第19話 前世への悔い
湯船には、贅沢なくらい並々に湯が注がれており、さらに薔薇のような花びらがたくさん浮かべてあった。
お湯が溢れるかなって思いながら、私はゆっくり足先から浸かる。
足を入れた瞬間花たちが一斉に動き、浴室内に華やかな薔薇の香りが充満した。
「あ゛あ゛あ゛あ゛あーーーーー。気持ちいい」
自分でもおばさん臭いなって思うような声が、思わず溢れた。
ただアーシエの体は細いのか、肩まで湯船に浸かっても溢れることはない。
こんな風に湯船に浸かるなんて何年ぶりだろう。
もうちょっと、ちゃんと人間らしく生きてくればよかったなって、こんな時はすごく思い知らされる。
有給だって取ろうと思えば取れたのに、私は仕事しかしてこなかった。
どうせ死んでしまうのなら、温泉に入ってのんびり美味しいものを食べたかったなぁ。
きっとあの世界でも幸せを感じることが出来たはず。
お金なんてあったって、死んだら使えないのに。
あの時はそんなことさえ、考えられなかったのよね。
私、何のためにあんなになってまで働いていたんだっけ。
毎日毎日何かに追われるように、ただずっと真面目以上の社畜としてたのだろう。
結局何も残せないまま、一人で死んでしまったんだ。
誰か見つけてくれたかな。
あー、会社の誰かなら出勤しないことを不審に思って、見つけてくれたかも。
「なんか馬鹿みたいな人生だったわね……。何にも残せもしなかったし、何も得られなかった」
別にそんなに頑張ったって、誰も褒めてなんてくれないのに。
ホント、もったいない生き方してたんだなって、今ならやっと分かる。
むしろ孤独死なんて、迷惑しかかけてないじゃない。
今度こそはちゃんと自分の頭で考えて、人間らしく生きないとなぁ。
「お嬢様、お湯加減はいかがですか?」
「うん。

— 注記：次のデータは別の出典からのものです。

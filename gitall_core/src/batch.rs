use std::sync::atomic::{AtomicUsize, Ordering};
use std::sync::mpsc;
use std::thread;

use gitall_api::{ReconciliationOutcome, ReconciliationReport};
use gitall_auth_api::Credentials;
use tracing::{debug, info, warn};

use crate::{ReconcileMode, RefReconciler, RepositoryAccessor, Result};

/// Drives a [`RepositoryAccessor`] over a list of paths and collects the
/// four-bucket report.
///
/// Every path yields exactly one outcome. A failure while processing one
/// path becomes a `RepoError` for that path and never affects the others.
#[derive(Debug, Clone)]
pub struct BatchClassifier<A> {
    accessor: A,
    mode: ReconcileMode,
    jobs: usize,
}

impl<A: RepositoryAccessor> BatchClassifier<A> {
    /// Sequential classifier in first-match mode.
    #[must_use]
    pub const fn new(accessor: A) -> Self {
        Self {
            accessor,
            mode: ReconcileMode::FirstMatch,
            jobs: 1,
        }
    }

    /// Change the reporting mode.
    #[must_use]
    pub const fn with_mode(mut self, mode: ReconcileMode) -> Self {
        self.mode = mode;
        self
    }

    /// Process up to `jobs` repositories at once. Zero is treated as one.
    #[must_use]
    pub fn with_jobs(mut self, jobs: usize) -> Self {
        self.jobs = jobs.max(1);
        self
    }

    /// Borrow the accessor.
    #[must_use]
    pub const fn accessor(&self) -> &A {
        &self.accessor
    }

    /// Classify every path against `remote`.
    ///
    /// Outcomes keep the relative order of `paths` within each bucket,
    /// whatever the number of jobs.
    pub fn classify<S>(
        &self,
        paths: &[S],
        remote: &str,
        credentials: &Credentials,
    ) -> ReconciliationReport
    where
        S: AsRef<str> + Sync,
    {
        let reconciler = RefReconciler::new(remote).with_mode(self.mode);
        let workers = self.jobs.min(paths.len());
        debug!(repositories = paths.len(), workers, mode = %self.mode, "classifying");

        if workers <= 1 {
            return paths
                .iter()
                .map(|path| self.classify_one(path.as_ref(), &reconciler, credentials))
                .collect();
        }

        self.classify_parallel(paths, workers, &reconciler, credentials)
            .into_iter()
            .collect()
    }

    /// Classify a single path, turning any failure into a `RepoError`.
    pub fn classify_one(
        &self,
        path: &str,
        reconciler: &RefReconciler,
        credentials: &Credentials,
    ) -> ReconciliationOutcome {
        match self.try_classify(path, reconciler, credentials) {
            Ok(outcome) => {
                debug!(repository = path, kind = %outcome.kind, "classified");
                outcome
            }
            Err(err) => {
                warn!(repository = path, error = %err, "repository failed");
                reconciler.error(path, &err)
            }
        }
    }

    fn try_classify(
        &self,
        path: &str,
        reconciler: &RefReconciler,
        credentials: &Credentials,
    ) -> Result<ReconciliationOutcome> {
        let remote = reconciler.remote();
        let handle = self.accessor.open(path)?;

        info!(repository = path, remote, "fetching");
        self.accessor.fetch(&handle, remote, credentials)?;

        let local = self.accessor.local_branch_tips(&handle)?;
        let tracking = self.accessor.remote_tracking_tips(&handle, remote)?;

        if let Some(mut outcome) = reconciler.classify_branches(path, &local, &tracking) {
            if reconciler.mode() == ReconcileMode::Exhaustive {
                match self.accessor.worktree_diff(&handle) {
                    Ok(diff) => outcome.notes.extend(
                        crate::reconcile::worktree_findings(&diff)
                            .into_iter()
                            .map(str::to_owned),
                    ),
                    Err(err) => outcome.notes.push(err.to_string()),
                }
            }
            return Ok(outcome);
        }

        let diff = self.accessor.worktree_diff(&handle)?;
        Ok(reconciler.classify_worktree(path, &diff))
    }

    fn classify_parallel<S>(
        &self,
        paths: &[S],
        workers: usize,
        reconciler: &RefReconciler,
        credentials: &Credentials,
    ) -> Vec<ReconciliationOutcome>
    where
        S: AsRef<str> + Sync,
    {
        let next = AtomicUsize::new(0);
        let (sender, receiver) = mpsc::channel();

        thread::scope(|scope| {
            for _ in 0..workers {
                let sender = sender.clone();
                let next = &next;
                scope.spawn(move || loop {
                    let index = next.fetch_add(1, Ordering::Relaxed);
                    let Some(path) = paths.get(index) else {
                        break;
                    };
                    let outcome = self.classify_one(path.as_ref(), reconciler, credentials);
                    if sender.send((index, outcome)).is_err() {
                        break;
                    }
                });
            }
        });
        drop(sender);

        let mut slots: Vec<Option<ReconciliationOutcome>> = vec![None; paths.len()];
        for (index, outcome) in receiver {
            slots[index] = Some(outcome);
        }
        slots.into_iter().flatten().collect()
    }
}
//! Operational kill switches evaluated per request context.

use std::collections::HashSet;

/// Disables check-in ingestion for an organization.
pub const DISABLE_CHECK_IN: &str = "crons.organization.disable-check-in";

pub trait KillSwitches: Send + Sync {
    fn is_blocked(&self, switch: &str, organization_id: i32) -> bool;
}

/// Switch state sourced from configuration at startup.
pub struct StaticKillSwitches {
    blocked_organizations: HashSet<i32>,
}

impl StaticKillSwitches {
    pub fn new(blocked_organizations: impl IntoIterator<Item = i32>) -> Self {
        Self {
            blocked_organizations: blocked_organizations.into_iter().collect(),
        }
    }
}

impl KillSwitches for StaticKillSwitches {
    fn is_blocked(&self, switch: &str, organization_id: i32) -> bool {
        switch == DISABLE_CHECK_IN && self.blocked_organizations.contains(&organization_id)
    }
}

#[cfg(test)]
mod tests {
    use super::*;

    #[test]
    fn test_blocks_only_listed_organizations() {
        let switches = StaticKillSwitches::new([42]);
        assert!(switches.is_blocked(DISABLE_CHECK_IN, 42));
        assert!(!switches.is_blocked(DISABLE_CHECK_IN, 7));
        assert!(!switches.is_blocked("crons.some-other-switch", 42));
    }
}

すごく気持ちいい。こーんなに、贅沢に昼間からのんびりしちゃっていいのかしらってぐらいよ」
「もちろん、いいのですよ、お嬢様」
「でもさぁ、サラは働いているじゃない」
「それは、お仕事ですからね~」
「でもなんだか、それだと不公平だわ。私ばっかりグダグダしてしまって」
「えええ。そんなことないですよ。わたしはお嬢様に仕えることが出来て幸せなのですから」
「んーーーー」
身分っていうのもあるかもしれないけど、サラは本当によく動いてくれている。
私は今の身分が令嬢だから、確かに仕事はないのよねー。
ただサラを見ていると、どうしても過去の自分に被ってしまう。
社畜だったあの頃にそっくりだ。
「あ、そうだサラ! お風呂から上がったら、一緒にお茶しましょう」
「そ、そんな畏れ多いことです。わたしなんかが、お嬢様とお茶をするだなんて」
「わたしなんかが~じゃないわ。私がサラとお茶がしたいの。だって一人でお茶なんて味気ないもの。付き合ってくれるかしら」
そう、やっぱり一人より二人よね。
せっかくこの世界でまともに話せそうな人がいるんだもの。
サラには申し訳ないかもしれないけど、聞きたいことはたくさんあるんだ。
もしかしたらそれがきっかけで、アーシエの記憶が戻ってくるかもしれないし。
それにしてもアーシエはどこに行ってしまったのかな。
でもアーシエの魂みたいなものが戻ってきてしまったら、私はどうなるんだろう。消えてしまうのかな。
消えたら今度こそ、本当の意味で死ぬのかしら。
今の誰でもない私は、死んだら……どうなるんだろう。
どこかに行くのかな。
ううん。そもそも行けるのかな。
「大丈夫ですか、お嬢様」
沈み込む私に、慌てた様子のサラが声をかけてきた。
ああ、入浴中にいきなり黙り込んだらびっくりしちゃうわよね。
ただでさえ、一人でお風呂に入りたいって駄々こねたのに。
「ごめん、ごめん。大丈夫よ。ちょっと考え事をしてしまっただけよ。何ともないわ」
「それならいいのです。何か、お悩み事ですか?」
「うん……。そんな感じかな。ね、だから一緒にお話しながらお茶しましょう?」
「……はい、お嬢様」
渋々かもしれないけど、サラが了承してくれて良かった。
楽しい時間があれば、悩む暇もないもの。
それに悩んだところで今は答えもないわけだし。
それなら少しでも楽しい時間を過ごさないとね。
今の私は、美奈の時に出来なかったことをやって、人生をやり直しているようなものだから。